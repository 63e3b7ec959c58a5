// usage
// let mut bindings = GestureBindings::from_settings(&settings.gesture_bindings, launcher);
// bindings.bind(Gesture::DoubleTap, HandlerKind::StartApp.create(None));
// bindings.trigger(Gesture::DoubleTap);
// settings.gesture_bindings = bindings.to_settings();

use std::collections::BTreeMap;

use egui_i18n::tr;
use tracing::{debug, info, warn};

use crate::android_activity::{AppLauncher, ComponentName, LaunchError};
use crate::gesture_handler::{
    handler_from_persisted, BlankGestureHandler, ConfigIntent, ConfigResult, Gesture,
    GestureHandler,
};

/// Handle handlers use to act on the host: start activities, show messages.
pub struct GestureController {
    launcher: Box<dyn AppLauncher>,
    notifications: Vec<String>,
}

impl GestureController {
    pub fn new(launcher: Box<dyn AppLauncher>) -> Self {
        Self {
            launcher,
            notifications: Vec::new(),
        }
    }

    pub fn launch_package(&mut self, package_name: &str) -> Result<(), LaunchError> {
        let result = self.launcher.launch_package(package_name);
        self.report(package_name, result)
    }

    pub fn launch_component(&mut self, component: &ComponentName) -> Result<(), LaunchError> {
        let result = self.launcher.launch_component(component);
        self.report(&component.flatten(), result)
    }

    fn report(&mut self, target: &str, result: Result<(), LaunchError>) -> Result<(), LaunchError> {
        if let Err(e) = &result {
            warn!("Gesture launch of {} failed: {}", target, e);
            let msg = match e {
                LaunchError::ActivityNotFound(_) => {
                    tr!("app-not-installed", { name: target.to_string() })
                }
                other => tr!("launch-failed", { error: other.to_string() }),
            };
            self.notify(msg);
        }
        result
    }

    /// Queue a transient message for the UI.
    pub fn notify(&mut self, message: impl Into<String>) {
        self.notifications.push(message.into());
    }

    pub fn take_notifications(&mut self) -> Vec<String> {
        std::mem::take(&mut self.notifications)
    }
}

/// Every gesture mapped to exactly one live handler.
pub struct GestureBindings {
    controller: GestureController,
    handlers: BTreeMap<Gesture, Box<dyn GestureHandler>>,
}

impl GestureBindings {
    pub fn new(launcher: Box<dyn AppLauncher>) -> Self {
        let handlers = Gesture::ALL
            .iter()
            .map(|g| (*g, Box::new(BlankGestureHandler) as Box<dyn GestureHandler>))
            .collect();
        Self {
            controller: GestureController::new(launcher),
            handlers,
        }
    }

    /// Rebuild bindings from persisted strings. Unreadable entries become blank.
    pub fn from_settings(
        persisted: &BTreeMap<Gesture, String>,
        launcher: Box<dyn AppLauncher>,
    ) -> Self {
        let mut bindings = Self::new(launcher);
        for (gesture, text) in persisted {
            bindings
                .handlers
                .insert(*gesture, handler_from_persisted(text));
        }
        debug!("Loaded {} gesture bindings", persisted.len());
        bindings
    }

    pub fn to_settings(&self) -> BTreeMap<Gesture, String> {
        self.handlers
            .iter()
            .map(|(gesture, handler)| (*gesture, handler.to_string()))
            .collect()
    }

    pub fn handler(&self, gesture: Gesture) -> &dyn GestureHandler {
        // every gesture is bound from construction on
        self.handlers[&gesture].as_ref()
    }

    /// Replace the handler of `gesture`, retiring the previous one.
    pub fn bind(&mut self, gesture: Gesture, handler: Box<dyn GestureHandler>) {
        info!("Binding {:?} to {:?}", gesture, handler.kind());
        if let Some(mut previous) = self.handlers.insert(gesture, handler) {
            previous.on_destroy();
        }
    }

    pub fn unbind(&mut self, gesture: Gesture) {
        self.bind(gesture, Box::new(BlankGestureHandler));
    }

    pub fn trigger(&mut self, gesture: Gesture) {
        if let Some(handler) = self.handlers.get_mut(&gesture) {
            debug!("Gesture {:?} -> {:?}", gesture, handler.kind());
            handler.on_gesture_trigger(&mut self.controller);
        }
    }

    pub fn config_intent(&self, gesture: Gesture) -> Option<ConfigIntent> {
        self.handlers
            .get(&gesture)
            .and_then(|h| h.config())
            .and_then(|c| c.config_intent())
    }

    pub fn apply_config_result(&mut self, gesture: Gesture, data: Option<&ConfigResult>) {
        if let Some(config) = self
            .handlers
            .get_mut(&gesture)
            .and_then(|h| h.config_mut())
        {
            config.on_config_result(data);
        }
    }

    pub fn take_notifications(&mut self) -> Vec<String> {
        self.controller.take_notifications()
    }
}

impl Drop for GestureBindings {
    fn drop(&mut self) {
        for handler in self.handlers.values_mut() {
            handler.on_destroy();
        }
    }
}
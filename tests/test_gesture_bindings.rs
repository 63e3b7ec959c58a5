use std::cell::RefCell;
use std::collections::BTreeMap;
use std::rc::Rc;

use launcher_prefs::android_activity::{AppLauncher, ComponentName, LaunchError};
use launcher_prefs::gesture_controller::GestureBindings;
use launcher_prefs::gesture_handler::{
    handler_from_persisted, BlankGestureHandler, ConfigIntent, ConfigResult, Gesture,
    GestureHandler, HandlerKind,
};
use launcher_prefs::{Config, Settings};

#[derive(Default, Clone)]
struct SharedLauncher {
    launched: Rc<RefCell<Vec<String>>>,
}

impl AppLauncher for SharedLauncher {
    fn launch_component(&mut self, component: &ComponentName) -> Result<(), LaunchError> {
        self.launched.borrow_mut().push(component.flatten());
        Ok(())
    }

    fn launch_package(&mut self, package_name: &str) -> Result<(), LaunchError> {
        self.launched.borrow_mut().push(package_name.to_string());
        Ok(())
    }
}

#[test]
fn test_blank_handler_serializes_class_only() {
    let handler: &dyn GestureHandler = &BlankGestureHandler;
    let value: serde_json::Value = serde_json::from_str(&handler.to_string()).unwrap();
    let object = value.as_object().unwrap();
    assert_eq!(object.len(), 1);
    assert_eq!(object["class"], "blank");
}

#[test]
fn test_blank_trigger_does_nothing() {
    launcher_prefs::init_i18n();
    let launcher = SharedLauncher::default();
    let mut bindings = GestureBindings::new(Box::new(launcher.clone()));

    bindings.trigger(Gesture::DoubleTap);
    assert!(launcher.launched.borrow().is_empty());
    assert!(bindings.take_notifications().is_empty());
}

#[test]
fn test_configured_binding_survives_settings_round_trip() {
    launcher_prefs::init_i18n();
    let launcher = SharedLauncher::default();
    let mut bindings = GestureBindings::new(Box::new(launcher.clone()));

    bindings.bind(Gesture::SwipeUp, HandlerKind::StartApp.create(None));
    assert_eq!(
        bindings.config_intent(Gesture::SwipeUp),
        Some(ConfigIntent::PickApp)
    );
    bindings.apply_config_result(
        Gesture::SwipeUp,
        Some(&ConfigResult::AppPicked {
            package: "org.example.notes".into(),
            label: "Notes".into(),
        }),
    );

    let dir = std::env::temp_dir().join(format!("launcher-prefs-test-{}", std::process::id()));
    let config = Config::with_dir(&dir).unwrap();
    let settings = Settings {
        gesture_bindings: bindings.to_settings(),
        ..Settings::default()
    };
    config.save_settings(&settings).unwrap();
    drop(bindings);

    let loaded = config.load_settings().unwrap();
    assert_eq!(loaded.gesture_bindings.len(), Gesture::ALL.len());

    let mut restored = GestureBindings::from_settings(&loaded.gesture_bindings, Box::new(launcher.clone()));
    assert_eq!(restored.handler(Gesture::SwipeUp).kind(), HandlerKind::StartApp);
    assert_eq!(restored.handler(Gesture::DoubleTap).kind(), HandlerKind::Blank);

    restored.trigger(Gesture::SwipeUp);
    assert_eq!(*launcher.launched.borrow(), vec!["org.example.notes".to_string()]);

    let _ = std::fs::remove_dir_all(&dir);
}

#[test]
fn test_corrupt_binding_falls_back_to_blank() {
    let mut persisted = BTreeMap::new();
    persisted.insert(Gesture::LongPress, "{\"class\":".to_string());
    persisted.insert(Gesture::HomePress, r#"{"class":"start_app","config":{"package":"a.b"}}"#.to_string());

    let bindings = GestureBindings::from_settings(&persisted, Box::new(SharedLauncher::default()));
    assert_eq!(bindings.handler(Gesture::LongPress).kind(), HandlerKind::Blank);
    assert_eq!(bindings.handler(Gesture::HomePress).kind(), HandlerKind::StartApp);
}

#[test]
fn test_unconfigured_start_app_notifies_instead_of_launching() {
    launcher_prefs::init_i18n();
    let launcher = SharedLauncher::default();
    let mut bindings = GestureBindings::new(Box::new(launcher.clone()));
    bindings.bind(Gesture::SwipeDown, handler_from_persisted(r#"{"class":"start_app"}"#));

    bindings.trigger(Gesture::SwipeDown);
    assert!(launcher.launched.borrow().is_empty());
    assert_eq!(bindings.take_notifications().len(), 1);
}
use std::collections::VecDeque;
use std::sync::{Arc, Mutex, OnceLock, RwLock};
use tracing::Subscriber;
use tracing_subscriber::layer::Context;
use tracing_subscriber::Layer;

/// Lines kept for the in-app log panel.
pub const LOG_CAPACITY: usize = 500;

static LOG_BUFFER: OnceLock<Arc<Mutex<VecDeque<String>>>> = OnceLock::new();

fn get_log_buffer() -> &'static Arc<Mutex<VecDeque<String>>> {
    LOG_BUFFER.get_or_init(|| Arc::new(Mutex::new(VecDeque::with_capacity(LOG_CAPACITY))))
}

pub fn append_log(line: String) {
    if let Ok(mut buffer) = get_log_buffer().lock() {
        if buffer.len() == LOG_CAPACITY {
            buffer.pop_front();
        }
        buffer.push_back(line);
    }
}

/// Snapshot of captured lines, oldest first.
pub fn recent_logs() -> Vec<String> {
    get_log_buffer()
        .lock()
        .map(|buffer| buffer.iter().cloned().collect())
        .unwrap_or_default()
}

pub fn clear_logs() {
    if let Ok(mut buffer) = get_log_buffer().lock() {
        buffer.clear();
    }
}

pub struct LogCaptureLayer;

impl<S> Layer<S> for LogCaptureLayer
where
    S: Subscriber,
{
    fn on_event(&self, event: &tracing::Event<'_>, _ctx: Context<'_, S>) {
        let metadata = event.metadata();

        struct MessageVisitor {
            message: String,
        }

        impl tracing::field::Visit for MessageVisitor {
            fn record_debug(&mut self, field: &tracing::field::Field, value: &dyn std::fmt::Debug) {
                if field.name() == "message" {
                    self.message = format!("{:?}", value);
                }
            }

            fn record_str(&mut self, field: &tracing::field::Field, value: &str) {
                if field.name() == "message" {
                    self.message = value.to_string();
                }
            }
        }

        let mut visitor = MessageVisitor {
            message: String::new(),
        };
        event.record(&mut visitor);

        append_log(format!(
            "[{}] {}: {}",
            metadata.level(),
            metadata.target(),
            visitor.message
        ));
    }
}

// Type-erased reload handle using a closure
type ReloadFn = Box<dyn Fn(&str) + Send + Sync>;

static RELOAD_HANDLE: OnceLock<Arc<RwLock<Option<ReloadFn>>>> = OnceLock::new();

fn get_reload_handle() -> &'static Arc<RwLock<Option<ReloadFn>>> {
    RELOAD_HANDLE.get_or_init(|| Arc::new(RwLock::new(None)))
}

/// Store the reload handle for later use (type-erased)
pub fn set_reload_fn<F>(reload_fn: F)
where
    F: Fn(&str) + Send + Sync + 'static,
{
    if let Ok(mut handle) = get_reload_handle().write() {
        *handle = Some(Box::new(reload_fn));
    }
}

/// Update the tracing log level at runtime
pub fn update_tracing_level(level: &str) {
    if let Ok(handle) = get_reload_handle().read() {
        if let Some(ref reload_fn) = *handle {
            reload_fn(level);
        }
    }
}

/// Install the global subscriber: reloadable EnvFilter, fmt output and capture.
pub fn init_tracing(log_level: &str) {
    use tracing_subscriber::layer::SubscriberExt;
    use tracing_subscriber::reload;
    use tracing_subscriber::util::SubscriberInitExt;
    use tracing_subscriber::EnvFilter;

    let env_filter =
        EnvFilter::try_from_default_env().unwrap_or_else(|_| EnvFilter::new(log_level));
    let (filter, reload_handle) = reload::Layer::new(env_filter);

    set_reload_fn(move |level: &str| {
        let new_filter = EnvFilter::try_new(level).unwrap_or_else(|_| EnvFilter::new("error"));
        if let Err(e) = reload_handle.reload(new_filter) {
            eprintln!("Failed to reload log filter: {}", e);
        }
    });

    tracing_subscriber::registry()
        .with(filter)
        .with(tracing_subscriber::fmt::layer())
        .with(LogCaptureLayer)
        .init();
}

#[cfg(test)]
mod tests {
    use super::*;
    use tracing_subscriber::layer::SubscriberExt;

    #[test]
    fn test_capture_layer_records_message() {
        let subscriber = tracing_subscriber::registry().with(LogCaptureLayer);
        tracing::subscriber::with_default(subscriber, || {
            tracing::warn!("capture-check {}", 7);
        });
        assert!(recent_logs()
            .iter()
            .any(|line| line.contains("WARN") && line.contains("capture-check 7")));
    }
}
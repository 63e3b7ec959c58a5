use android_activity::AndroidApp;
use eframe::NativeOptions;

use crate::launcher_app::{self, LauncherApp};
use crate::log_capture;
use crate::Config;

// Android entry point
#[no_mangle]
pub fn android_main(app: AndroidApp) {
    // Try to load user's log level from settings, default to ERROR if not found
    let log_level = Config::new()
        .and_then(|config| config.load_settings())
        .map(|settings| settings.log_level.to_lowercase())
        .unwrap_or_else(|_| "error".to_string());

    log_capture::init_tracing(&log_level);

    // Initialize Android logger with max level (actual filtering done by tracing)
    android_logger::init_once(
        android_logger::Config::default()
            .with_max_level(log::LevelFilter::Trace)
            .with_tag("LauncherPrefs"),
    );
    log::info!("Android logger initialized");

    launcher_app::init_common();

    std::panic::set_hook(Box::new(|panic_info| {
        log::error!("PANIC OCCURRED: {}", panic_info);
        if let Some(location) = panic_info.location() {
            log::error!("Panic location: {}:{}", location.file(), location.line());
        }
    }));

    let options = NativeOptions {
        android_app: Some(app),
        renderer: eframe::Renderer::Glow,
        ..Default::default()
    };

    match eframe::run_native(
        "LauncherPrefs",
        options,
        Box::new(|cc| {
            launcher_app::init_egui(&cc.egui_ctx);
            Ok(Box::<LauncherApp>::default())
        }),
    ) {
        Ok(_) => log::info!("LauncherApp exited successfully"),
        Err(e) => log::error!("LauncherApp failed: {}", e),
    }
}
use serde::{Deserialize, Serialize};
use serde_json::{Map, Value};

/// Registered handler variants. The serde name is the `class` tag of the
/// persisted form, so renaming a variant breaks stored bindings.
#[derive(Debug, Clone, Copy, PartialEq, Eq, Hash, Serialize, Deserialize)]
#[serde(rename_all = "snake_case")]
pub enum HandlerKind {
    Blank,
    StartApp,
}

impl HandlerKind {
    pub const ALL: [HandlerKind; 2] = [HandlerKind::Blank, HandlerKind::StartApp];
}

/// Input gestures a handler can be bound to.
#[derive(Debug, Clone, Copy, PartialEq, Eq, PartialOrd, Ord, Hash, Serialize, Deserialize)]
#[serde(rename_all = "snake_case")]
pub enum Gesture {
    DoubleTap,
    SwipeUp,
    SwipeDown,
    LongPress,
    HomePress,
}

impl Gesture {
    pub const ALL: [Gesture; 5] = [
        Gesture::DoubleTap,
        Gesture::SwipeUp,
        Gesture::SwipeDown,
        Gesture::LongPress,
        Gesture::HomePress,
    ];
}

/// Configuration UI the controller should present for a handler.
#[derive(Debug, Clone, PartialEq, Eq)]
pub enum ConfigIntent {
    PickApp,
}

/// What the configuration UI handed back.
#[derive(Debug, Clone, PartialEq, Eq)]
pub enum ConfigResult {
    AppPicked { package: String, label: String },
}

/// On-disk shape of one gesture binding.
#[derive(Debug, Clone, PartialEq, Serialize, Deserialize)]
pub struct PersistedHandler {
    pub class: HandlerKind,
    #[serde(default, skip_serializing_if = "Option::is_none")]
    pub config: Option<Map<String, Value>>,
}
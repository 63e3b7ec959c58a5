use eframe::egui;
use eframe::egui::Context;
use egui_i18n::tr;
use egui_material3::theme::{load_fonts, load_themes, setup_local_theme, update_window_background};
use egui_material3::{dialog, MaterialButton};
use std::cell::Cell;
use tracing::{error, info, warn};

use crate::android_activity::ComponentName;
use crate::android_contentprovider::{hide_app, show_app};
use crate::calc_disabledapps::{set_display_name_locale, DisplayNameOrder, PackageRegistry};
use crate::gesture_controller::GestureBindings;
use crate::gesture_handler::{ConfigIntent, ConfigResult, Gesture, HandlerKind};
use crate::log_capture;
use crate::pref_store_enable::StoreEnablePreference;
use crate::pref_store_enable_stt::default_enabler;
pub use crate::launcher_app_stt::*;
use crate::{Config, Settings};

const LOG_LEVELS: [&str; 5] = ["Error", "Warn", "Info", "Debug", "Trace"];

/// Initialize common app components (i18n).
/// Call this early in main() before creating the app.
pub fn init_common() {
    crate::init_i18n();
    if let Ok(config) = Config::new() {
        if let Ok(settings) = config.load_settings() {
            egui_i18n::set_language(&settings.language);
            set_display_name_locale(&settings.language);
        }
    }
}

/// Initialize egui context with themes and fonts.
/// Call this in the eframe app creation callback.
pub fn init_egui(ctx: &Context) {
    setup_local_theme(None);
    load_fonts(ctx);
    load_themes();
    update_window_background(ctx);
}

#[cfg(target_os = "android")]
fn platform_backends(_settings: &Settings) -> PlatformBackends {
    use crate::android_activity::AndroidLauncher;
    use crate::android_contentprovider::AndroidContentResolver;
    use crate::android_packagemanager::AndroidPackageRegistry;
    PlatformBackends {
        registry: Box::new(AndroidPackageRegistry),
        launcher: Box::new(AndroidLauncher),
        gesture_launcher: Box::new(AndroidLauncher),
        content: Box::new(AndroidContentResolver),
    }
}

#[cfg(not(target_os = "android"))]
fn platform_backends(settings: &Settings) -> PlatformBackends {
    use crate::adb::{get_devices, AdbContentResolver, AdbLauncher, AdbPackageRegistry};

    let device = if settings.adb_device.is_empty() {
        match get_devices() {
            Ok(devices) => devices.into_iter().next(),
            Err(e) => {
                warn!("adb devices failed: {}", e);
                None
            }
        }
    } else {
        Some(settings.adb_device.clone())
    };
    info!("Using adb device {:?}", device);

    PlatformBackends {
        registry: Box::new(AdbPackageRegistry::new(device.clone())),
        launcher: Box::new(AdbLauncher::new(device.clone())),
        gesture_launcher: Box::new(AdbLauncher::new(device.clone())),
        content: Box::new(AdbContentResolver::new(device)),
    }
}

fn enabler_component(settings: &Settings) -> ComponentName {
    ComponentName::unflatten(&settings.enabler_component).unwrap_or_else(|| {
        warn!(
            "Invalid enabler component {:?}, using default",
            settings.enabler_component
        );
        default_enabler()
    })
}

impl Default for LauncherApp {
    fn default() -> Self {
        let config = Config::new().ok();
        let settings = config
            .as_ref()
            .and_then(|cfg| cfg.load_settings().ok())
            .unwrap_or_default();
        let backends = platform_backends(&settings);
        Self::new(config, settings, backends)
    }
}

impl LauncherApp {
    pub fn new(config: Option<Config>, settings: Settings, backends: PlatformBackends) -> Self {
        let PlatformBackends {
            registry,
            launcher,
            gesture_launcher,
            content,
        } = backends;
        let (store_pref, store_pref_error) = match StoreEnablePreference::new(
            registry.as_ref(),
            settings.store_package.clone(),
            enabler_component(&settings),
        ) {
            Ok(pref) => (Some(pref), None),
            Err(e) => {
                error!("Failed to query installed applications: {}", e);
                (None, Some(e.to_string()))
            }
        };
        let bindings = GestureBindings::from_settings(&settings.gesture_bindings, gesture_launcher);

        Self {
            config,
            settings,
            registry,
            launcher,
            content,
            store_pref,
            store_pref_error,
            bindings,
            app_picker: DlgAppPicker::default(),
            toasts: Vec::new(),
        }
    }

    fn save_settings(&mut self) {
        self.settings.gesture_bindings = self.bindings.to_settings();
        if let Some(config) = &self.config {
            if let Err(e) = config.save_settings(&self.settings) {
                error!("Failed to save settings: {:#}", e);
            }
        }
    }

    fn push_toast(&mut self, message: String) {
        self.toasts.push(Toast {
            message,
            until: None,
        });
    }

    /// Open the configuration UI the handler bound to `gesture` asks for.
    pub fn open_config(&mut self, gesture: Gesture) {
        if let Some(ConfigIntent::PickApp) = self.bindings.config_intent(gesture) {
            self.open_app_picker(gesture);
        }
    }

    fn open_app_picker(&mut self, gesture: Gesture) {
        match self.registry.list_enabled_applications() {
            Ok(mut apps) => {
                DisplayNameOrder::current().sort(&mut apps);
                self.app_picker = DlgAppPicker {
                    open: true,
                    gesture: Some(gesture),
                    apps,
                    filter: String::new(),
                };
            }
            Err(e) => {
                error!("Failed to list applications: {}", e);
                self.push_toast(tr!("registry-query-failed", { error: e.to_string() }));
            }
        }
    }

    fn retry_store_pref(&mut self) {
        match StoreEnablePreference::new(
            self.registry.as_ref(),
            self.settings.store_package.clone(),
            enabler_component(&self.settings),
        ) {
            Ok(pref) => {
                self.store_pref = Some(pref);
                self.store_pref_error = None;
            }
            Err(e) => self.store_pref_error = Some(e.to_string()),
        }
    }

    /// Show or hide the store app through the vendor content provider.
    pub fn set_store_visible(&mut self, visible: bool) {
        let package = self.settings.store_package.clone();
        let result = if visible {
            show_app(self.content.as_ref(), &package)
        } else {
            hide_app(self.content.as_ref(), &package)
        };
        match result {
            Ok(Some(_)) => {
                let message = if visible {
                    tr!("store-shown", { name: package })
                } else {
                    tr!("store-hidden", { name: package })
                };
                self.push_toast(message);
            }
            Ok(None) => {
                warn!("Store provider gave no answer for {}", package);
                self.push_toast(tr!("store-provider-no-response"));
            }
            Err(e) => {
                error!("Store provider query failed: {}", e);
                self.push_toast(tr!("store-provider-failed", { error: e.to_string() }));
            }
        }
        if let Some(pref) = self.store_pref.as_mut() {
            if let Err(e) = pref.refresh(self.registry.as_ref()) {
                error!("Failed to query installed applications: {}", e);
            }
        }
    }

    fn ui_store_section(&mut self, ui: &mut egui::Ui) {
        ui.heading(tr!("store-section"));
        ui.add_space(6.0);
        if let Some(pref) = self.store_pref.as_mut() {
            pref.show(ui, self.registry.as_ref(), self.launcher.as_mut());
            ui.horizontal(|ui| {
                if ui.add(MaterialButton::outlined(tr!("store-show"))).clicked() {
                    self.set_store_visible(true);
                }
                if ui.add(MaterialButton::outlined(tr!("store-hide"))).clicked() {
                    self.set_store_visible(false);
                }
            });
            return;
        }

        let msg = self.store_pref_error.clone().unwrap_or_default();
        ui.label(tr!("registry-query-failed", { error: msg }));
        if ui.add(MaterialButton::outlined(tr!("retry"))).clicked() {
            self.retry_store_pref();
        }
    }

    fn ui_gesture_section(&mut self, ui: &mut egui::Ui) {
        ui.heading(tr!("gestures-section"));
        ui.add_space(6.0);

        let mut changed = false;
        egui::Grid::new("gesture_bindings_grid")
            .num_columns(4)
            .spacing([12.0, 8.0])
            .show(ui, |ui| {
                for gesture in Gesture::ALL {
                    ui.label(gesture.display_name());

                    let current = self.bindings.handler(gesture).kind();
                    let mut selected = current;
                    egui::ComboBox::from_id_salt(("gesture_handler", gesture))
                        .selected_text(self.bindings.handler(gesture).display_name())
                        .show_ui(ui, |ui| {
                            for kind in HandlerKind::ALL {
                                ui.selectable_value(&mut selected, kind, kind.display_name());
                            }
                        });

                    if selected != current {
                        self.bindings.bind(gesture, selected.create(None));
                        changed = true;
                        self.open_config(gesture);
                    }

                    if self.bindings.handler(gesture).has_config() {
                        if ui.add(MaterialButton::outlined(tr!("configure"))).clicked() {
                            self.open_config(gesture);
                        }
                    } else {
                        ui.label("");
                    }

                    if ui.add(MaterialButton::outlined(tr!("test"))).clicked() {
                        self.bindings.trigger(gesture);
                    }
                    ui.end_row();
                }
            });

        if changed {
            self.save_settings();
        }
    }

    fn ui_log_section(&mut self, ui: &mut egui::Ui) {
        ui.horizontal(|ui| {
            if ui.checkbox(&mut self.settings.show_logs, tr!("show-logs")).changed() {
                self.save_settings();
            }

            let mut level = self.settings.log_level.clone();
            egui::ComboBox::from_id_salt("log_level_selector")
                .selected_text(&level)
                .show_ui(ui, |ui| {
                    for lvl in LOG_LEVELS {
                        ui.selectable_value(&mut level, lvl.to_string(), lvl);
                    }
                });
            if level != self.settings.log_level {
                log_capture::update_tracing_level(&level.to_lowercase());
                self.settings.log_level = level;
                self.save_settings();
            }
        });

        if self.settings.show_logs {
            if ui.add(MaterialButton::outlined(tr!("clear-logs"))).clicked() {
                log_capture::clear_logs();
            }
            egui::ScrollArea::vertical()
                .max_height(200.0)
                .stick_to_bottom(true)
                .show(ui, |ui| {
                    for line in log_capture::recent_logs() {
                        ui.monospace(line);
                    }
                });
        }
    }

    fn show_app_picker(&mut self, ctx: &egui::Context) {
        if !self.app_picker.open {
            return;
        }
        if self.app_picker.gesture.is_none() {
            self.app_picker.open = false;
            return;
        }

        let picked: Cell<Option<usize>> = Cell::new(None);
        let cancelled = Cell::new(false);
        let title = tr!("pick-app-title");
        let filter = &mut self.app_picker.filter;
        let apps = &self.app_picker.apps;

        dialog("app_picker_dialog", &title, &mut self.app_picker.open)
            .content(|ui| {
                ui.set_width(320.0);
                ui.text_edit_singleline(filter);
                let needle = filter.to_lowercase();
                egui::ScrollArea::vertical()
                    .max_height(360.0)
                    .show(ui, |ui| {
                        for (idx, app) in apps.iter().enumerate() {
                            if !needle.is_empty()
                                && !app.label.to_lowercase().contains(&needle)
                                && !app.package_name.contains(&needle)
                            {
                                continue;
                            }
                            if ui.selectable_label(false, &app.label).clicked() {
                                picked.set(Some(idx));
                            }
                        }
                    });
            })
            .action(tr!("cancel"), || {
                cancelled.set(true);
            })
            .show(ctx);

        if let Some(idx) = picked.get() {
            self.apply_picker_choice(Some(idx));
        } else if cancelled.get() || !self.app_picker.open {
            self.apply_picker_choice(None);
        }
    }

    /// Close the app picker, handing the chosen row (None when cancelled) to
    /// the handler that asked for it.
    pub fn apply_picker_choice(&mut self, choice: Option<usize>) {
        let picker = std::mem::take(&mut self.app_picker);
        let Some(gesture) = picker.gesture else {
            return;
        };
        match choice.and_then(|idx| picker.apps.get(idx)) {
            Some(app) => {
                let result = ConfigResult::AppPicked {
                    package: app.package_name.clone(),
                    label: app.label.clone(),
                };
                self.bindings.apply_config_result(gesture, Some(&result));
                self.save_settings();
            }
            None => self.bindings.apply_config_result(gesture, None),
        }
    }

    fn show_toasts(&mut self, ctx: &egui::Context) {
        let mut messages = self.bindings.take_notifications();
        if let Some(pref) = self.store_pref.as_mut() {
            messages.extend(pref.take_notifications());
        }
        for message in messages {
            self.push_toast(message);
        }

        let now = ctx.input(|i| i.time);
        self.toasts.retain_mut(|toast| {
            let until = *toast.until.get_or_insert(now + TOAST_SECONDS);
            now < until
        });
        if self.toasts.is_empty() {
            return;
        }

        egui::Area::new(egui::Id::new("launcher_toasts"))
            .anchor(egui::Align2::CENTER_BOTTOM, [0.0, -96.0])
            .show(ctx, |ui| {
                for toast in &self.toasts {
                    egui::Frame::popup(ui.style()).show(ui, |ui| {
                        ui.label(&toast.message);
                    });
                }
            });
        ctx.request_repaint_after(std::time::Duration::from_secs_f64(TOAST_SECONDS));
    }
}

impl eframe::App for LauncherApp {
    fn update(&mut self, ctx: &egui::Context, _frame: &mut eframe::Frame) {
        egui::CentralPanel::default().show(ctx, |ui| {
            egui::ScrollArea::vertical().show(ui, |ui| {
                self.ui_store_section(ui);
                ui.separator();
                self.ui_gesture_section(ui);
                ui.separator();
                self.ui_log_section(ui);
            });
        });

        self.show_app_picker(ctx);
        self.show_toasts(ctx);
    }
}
==*==
● What you have to do
Which of the lines above hold the string "AndroidApp"? Copy each one.

● Exercise solution
use android_activity::AndroidApp;
pub fn android_main(app: AndroidApp) {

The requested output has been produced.